» **Exercise**
From the listing below, output only the lines starting at the line that has "pub struct Transaction" and ending at the line that has "pub enum LedgerError", exactly as they appear, ends included.

» **Exercise data**
//! Position ledger for gold transactions.
//!
//! Cost basis is a moving weighted average across the ordered transaction
//! list (not FIFO/LIFO): buys add quantity and cost, sells remove quantity
//! and remove cost at the pre-sale average.

use chrono::NaiveDate;
use rust_decimal::Decimal;
use serde::{Deserialize, Serialize};

/// Transaction direction
#[derive(Debug, Clone, Copy, PartialEq, Eq, Serialize, Deserialize)]
#[serde(rename_all = "lowercase")]
pub enum TxKind {
    Buy,
    Sell,
}

/// A single buy or sell, as persisted in the transaction list.
///
/// `quantity` is always derived from `amount / unit_price` at creation.
/// `realized_profit` is present on sells only and is a snapshot taken
/// against the average cost basis at the moment the sell was recorded; it
/// is never recomputed when earlier transactions change.
#[derive(Debug, Clone, Serialize, Deserialize)]
pub struct Transaction {
    pub id: String,
    #[serde(rename = "type")]
    pub kind: TxKind,
    #[serde(rename = "price")]
    pub unit_price: Decimal,
    pub amount: Decimal,
    pub quantity: Decimal,
    pub date: NaiveDate,
    #[serde(rename = "profit", default, skip_serializing_if = "Option::is_none")]
    pub realized_profit: Option<Decimal>,
    #[serde(
        rename = "profitPercentage",
        default,
        skip_serializing_if = "Option::is_none"
    )]
    pub realized_profit_percent: Option<Decimal>,
}

/// Rejected transaction input. The original calculator dropped these
/// silently; here the caller gets to say so.
#[derive(Debug, Clone, PartialEq, thiserror::Error)]
pub enum LedgerError {
    #[error("price and amount must both be positive (got price {unit_price}, amount {amount})")]
    NonPositiveInput {
        unit_price: Decimal,
        amount: Decimal,
    },
}

/// Realized profit snapshot for a sell
#[derive(Debug, Clone, Copy, PartialEq)]
pub struct SellProfit {
    pub profit: Decimal,
    pub profit_percent: Decimal,
}

/// Current position derived from the full transaction list
#[derive(Debug, Clone, PartialEq, Serialize)]
pub struct PositionSummary {
    pub total_quantity: Decimal,
    pub total_cost: Decimal,
    pub average_cost: Decimal,
    pub current_value: Decimal,
    pub profit: Decimal,
    pub profit_percent: Decimal,
}

/// Derive the quantity for a new transaction.
///
/// Returns `None` when either input is non-positive, which callers treat
/// as "do not create a transaction".
pub fn compute_quantity(unit_price: Decimal, amount: Decimal) -> Option<Decimal> {
    if unit_price <= Decimal::ZERO || amount <= Decimal::ZERO {
        return None;
    }
    Some(amount / unit_price)
}

#[derive(Debug, Default, Clone, Copy)]
struct Holdings {
    quantity: Decimal,
    cost: Decimal,
}

impl Holdings {
    fn average_cost(&self) -> Decimal {
        if self.quantity > Decimal::ZERO {
            self.cost / self.quantity
        } else {
            Decimal::ZERO
        }
    }
}

/// Fold the transaction list into total held quantity and total cost.
fn fold_holdings(transactions: &[Transaction]) -> Holdings {
    let mut holdings = Holdings::default();
    for tx in transactions {
        match tx.kind {
            TxKind::Buy => {
                holdings.quantity += tx.quantity;
                holdings.cost += tx.amount;
            }
            TxKind::Sell => {
                // Remove cost at the pre-sale average; selling with no
                // holdings removes no cost at all.
                let removed = if holdings.quantity.is_zero() {
                    Decimal::ZERO
                } else {
                    holdings.cost / holdings.quantity * tx.quantity
                };
                holdings.cost -= removed;
                holdings.quantity -= tx.quantity;
            }
        }
        log::debug!(
            "holdings after {:?} {}: qty={}, cost={}",
            tx.kind,
            tx.id,
            holdings.quantity,
            holdings.cost
        );
    }
    holdings
}

/// Realized profit of a sell against the average cost basis of
/// `prior_transactions`.
///
/// A sell with no prior holdings has a zero cost basis, so the profit
/// equals the full proceeds and the percentage reads 0.
pub fn record_sell_profit(
    sell_price: Decimal,
    sell_quantity: Decimal,
    prior_transactions: &[Transaction],
) -> SellProfit {
    let average_cost = fold_holdings(prior_transactions).average_cost();
    let proceeds = sell_price * sell_quantity;
    let cost = average_cost * sell_quantity;
    let profit = proceeds - cost;
    let profit_percent = if cost > Decimal::ZERO {
        profit / cost * Decimal::ONE_HUNDRED
    } else {
        Decimal::ZERO
    };
    SellProfit {
        profit,
        profit_percent,
    }
}

/// Current position against a market price. Pure: calling it twice on the
/// same list yields identical output. Rounding is left to the caller.
pub fn compute_position(transactions: &[Transaction], current_price: Decimal) -> PositionSummary {
    let holdings = fold_holdings(transactions);
    let average_cost = holdings.average_cost();
    let current_value = holdings.quantity * current_price;
    let profit = current_value - holdings.cost;
    let profit_percent = if holdings.cost > Decimal::ZERO {
        profit / holdings.cost * Decimal::ONE_HUNDRED
    } else {
        Decimal::ZERO
    };
    PositionSummary {
        total_quantity: holdings.quantity,
        total_cost: holdings.cost,
        average_cost,
        current_value,
        profit,
        profit_percent,
    }
}

/// The ordered transaction list with in-place edit and delete by id.
#[derive(Debug, Default)]
pub struct Ledger {
    transactions: Vec<Transaction>,
}

impl Ledger {
    pub fn from_transactions(transactions: Vec<Transaction>) -> Self {
        Ledger { transactions }
    }

    pub fn transactions(&self) -> &[Transaction] {
        &self.transactions
    }

    /// Validate and record a transaction. An existing `id` is replaced in
    /// place (edit), otherwise the transaction is appended.
    ///
    /// Sells snapshot their realized profit against the list as it stands,
    /// so an in-place edit prices against the record's own previous version
    /// as well - the behaviour the stored blobs have always had.
    ///
    /// Rejects without touching the list when price or amount is
    /// non-positive.
    pub fn add(
        &mut self,
        id: String,
        kind: TxKind,
        unit_price: Decimal,
        amount: Decimal,
        date: NaiveDate,
    ) -> Result<&Transaction, LedgerError> {
        let quantity = compute_quantity(unit_price, amount)
            .ok_or(LedgerError::NonPositiveInput { unit_price, amount })?;
        let (realized_profit, realized_profit_percent) = match kind {
            TxKind::Sell => {
                let snapshot = record_sell_profit(unit_price, quantity, &self.transactions);
                (Some(snapshot.profit), Some(snapshot.profit_percent))
            }
            TxKind::Buy => (None, None),
        };
        let tx = Transaction {
            id,
            kind,
            unit_price,
            amount,
            quantity,
            date,
            realized_profit,
            realized_profit_percent,
        };
        Ok(self.upsert(tx))
    }

    /// Replace by id, or append when the id is new.
    pub fn upsert(&mut self, tx: Transaction) -> &Transaction {
        match self.transactions.iter().position(|t| t.id == tx.id) {
            Some(i) => {
                log::debug!("replacing transaction {}", tx.id);
                self.transactions[i] = tx;
                &self.transactions[i]
            }
            None => {
                self.transactions.push(tx);
                let i = self.transactions.len() - 1;
                &self.transactions[i]
            }
        }
    }

    #[cfg(test)]
    pub fn get(&self, id: &str) -> Option<&Transaction> {
        self.transactions.iter().find(|t| t.id == id)
    }

    /// Remove by id. Frozen sell snapshots on later transactions are left
    /// untouched. Returns false when the id is unknown.
    pub fn remove(&mut self, id: &str) -> bool {
        let before = self.transactions.len();
        self.transactions.retain(|t| t.id != id);
        self.transactions.len() < before
    }
}

#[cfg(test)]
mod tests {
    use super::*;
    use rust_decimal_macros::dec;

    fn date(s: &str) -> NaiveDate {
        NaiveDate::parse_from_str(s, "%Y-%m-%d").unwrap()
    }

    fn buy(id: &str, price: Decimal, amount: Decimal) -> Transaction {
        Transaction {
            id: id.to_string(),
            kind: TxKind::Buy,
            unit_price: price,
            amount,
            quantity: amount / price,
            date: date("2024-01-15"),
            realized_profit: None,
            realized_profit_percent: None,
        }
    }

    fn sell(id: &str, price: Decimal, amount: Decimal) -> Transaction {
        Transaction {
            id: id.to_string(),
            kind: TxKind::Sell,
            unit_price: price,
            amount,
            quantity: amount / price,
            date: date("2024-02-15"),
            realized_profit: None,
            realized_profit_percent: None,
        }
    }

    #[test]
    fn quantity_is_amount_over_price() {
        assert_eq!(compute_quantity(dec!(500), dec!(10000)), Some(dec!(20)));
        // Inverse relation holds for any valid pair
        let qty = compute_quantity(dec!(480.5), dec!(9610)).unwrap();
        assert_eq!(qty * dec!(480.5), dec!(9610));
    }

    #[test]
    fn quantity_rejects_non_positive_inputs() {
        assert_eq!(compute_quantity(Decimal::ZERO, dec!(100)), None);
        assert_eq!(compute_quantity(dec!(-1), dec!(100)), None);
        assert_eq!(compute_quantity(dec!(500), Decimal::ZERO), None);
        assert_eq!(compute_quantity(dec!(500), dec!(-50)), None);
    }

    #[test]
    fn sell_profit_worked_example() {
        // Buy 10000 at 500 (20g), buy 5000 at 500 (10g), sell 15g at 600.
        // Average cost before the sell: 15000 / 30 = 500.
        let prior = vec![
            buy("1", dec!(500), dec!(10000)),
            buy("2", dec!(500), dec!(5000)),
        ];
        let snapshot = record_sell_profit(dec!(600), dec!(15), &prior);
        assert_eq!(snapshot.profit, dec!(1500));
        assert_eq!(snapshot.profit_percent, dec!(20));
    }

    #[test]
    fn sell_with_empty_history_yields_full_proceeds() {
        let snapshot = record_sell_profit(dec!(600), dec!(5), &[]);
        assert_eq!(snapshot.profit, dec!(3000));
        assert_eq!(snapshot.profit_percent, Decimal::ZERO);
    }

    #[test]
    fn sell_removes_cost_at_pre_sale_average() {
        // 30g at average 500, sell 15g: remaining 15g still at 500 average.
        let transactions = vec![
            buy("1", dec!(500), dec!(10000)),
            buy("2", dec!(500), dec!(5000)),
            sell("3", dec!(600), dec!(9000)),
        ];
        let position = compute_position(&transactions, dec!(600));
        assert_eq!(position.total_quantity, dec!(15));
        assert_eq!(position.total_cost, dec!(7500));
        assert_eq!(position.average_cost, dec!(500));
    }

    #[test]
    fn buy_only_position_averages_exactly() {
        let transactions = vec![
            buy("1", dec!(450), dec!(9000)),
            buy("2", dec!(550), dec!(11000)),
        ];
        let position = compute_position(&transactions, dec!(520));
        assert_eq!(position.total_quantity, dec!(40));
        assert_eq!(position.total_cost, dec!(20000));
        assert_eq!(
            position.average_cost,
            position.total_cost / position.total_quantity
        );
        assert_eq!(position.current_value, dec!(20800));
        assert_eq!(position.profit, position.current_value - position.total_cost);
        assert_eq!(position.profit_percent, dec!(4));
    }

    #[test]
    fn position_is_idempotent() {
        let transactions = vec![
            buy("1", dec!(500), dec!(10000)),
            sell("2", dec!(550), dec!(5500)),
        ];
        let first = compute_position(&transactions, dec!(560));
        let second = compute_position(&transactions, dec!(560));
        assert_eq!(first, second);
    }

    #[test]
    fn empty_list_position_is_all_zero() {
        let position = compute_position(&[], dec!(600));
        assert_eq!(position.total_quantity, Decimal::ZERO);
        assert_eq!(position.total_cost, Decimal::ZERO);
        assert_eq!(position.average_cost, Decimal::ZERO);
        assert_eq!(position.profit, Decimal::ZERO);
        assert_eq!(position.profit_percent, Decimal::ZERO);
    }

    #[test]
    fn add_rejects_invalid_input_without_mutating() {
        let mut ledger = Ledger::default();
        let err = ledger
            .add(
                "1".to_string(),
                TxKind::Buy,
                Decimal::ZERO,
                dec!(100),
                date("2024-01-15"),
            )
            .unwrap_err();
        assert_eq!(
            err,
            LedgerError::NonPositiveInput {
                unit_price: Decimal::ZERO,
                amount: dec!(100),
            }
        );
        assert!(ledger.transactions().is_empty());
    }

    #[test]
    fn add_sell_freezes_profit_snapshot() {
        let mut ledger = Ledger::from_transactions(vec![buy("1", dec!(500), dec!(10000))]);
        ledger
            .add(
                "2".to_string(),
                TxKind::Sell,
                dec!(600),
                dec!(6000),
                date("2024-02-15"),
            )
            .unwrap();

        let recorded = ledger.get("2").unwrap();
        assert_eq!(recorded.quantity, dec!(10));
        assert_eq!(recorded.realized_profit, Some(dec!(1000)));
        assert_eq!(recorded.realized_profit_percent, Some(dec!(20)));

        // Deleting the earlier buy must not touch the frozen snapshot.
        assert!(ledger.remove("1"));
        let recorded = ledger.get("2").unwrap();
        assert_eq!(recorded.realized_profit, Some(dec!(1000)));
    }

    #[test]
    fn add_with_existing_id_replaces_in_place() {
        let mut ledger = Ledger::from_transactions(vec![
            buy("1", dec!(500), dec!(10000)),
            buy("2", dec!(500), dec!(5000)),
        ]);
        ledger
            .add(
                "1".to_string(),
                TxKind::Buy,
                dec!(520),
                dec!(10400),
                date("2024-01-20"),
            )
            .unwrap();

        assert_eq!(ledger.transactions().len(), 2);
        assert_eq!(ledger.transactions()[0].id, "1");
        assert_eq!(ledger.transactions()[0].unit_price, dec!(520));
        assert_eq!(ledger.transactions()[1].id, "2");
    }

    #[test]
    fn remove_unknown_id_is_noop() {
        let mut ledger = Ledger::from_transactions(vec![buy("1", dec!(500), dec!(10000))]);
        assert!(!ledger.remove("missing"));
        assert_eq!(ledger.transactions().len(), 1);
    }

    #[test]
    fn transaction_json_uses_original_field_names() {
        let tx = buy("1700000000000", dec!(500), dec!(10000));
        let json = serde_json::to_value(&tx).unwrap();
        assert_eq!(json["type"], "buy");
        assert_eq!(json["price"], "500");
        assert_eq!(json["date"], "2024-01-15");
        assert!(json.get("profit").is_none());
    }
}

» **Answer section**
pub struct Transaction {
    pub id: String,
    #[serde(rename = "type")]
    pub kind: TxKind,
    #[serde(rename = "price")]
    pub unit_price: Decimal,
    pub amount: Decimal,
    pub quantity: Decimal,
    pub date: NaiveDate,
    #[serde(rename = "profit", default, skip_serializing_if = "Option::is_none")]
    pub realized_profit: Option<Decimal>,
    #[serde(
        rename = "profitPercentage",
        default,
        skip_serializing_if = "Option::is_none"
    )]
    pub realized_profit_percent: Option<Decimal>,
}

/// Rejected transaction input. The original calculator dropped these
/// silently; here the caller gets to say so.
#[derive(Debug, Clone, PartialEq, thiserror::Error)]
pub enum LedgerError {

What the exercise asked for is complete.